§ DATASET EXCERPTS

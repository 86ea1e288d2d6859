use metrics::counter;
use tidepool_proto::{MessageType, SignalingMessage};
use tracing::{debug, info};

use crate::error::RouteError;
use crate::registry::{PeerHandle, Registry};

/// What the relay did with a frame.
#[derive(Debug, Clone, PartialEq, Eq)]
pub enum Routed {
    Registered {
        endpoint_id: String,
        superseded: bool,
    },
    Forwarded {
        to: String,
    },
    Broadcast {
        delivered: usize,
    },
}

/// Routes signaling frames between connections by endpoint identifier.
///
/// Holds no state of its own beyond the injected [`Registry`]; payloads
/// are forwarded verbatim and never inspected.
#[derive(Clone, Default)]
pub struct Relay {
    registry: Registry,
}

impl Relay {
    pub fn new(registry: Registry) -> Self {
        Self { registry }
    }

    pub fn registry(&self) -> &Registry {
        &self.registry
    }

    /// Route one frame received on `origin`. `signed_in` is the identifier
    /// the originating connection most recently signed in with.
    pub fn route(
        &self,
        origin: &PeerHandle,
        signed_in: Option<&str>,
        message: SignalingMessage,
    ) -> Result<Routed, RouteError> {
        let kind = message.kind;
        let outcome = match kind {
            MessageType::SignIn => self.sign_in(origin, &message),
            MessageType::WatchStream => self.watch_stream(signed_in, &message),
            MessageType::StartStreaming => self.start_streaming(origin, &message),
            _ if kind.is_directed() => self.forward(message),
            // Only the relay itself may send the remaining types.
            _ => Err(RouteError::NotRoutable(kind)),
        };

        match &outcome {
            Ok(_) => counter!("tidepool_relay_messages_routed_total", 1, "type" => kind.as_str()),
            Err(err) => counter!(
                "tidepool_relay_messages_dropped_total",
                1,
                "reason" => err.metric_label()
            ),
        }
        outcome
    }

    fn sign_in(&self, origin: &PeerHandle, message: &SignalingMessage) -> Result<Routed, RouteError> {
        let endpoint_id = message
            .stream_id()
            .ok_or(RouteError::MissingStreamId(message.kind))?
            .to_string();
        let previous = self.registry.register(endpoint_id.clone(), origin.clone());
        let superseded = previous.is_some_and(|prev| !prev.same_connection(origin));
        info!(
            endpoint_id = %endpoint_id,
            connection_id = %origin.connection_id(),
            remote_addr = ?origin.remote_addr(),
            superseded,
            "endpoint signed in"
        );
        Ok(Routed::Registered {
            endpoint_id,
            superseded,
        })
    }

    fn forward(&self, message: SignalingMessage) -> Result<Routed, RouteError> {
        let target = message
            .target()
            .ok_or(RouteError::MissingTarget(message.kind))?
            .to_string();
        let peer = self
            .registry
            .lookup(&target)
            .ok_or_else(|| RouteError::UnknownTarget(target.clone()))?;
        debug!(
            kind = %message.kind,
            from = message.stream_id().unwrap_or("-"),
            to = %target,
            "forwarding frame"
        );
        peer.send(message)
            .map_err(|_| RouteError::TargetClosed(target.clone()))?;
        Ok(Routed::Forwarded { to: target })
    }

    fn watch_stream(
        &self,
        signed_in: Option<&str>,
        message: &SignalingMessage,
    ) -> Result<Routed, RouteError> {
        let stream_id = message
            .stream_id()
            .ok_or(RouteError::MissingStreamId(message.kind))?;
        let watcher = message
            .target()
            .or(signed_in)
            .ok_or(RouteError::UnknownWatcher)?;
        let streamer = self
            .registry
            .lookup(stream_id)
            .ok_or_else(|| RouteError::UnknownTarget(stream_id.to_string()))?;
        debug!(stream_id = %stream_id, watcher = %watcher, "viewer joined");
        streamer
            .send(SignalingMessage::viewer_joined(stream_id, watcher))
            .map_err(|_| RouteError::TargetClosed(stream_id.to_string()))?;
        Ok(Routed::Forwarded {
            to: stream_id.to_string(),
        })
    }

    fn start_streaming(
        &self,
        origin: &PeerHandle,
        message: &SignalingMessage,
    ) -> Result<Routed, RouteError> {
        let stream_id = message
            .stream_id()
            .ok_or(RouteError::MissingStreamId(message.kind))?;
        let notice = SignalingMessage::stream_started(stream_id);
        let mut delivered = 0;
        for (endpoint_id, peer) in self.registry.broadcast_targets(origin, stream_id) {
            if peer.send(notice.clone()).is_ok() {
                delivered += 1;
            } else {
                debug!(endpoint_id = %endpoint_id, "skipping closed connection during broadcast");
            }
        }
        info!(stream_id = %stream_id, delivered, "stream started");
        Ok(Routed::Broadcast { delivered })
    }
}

§ AIM OF THE TASK
Copy out, in full, each line above that has the word "TargetClosed" in it.

§ SOLUTION TO THE EXERCISE
            .map_err(|_| RouteError::TargetClosed(target.clone()))?;
            .map_err(|_| RouteError::TargetClosed(stream_id.to_string()))?;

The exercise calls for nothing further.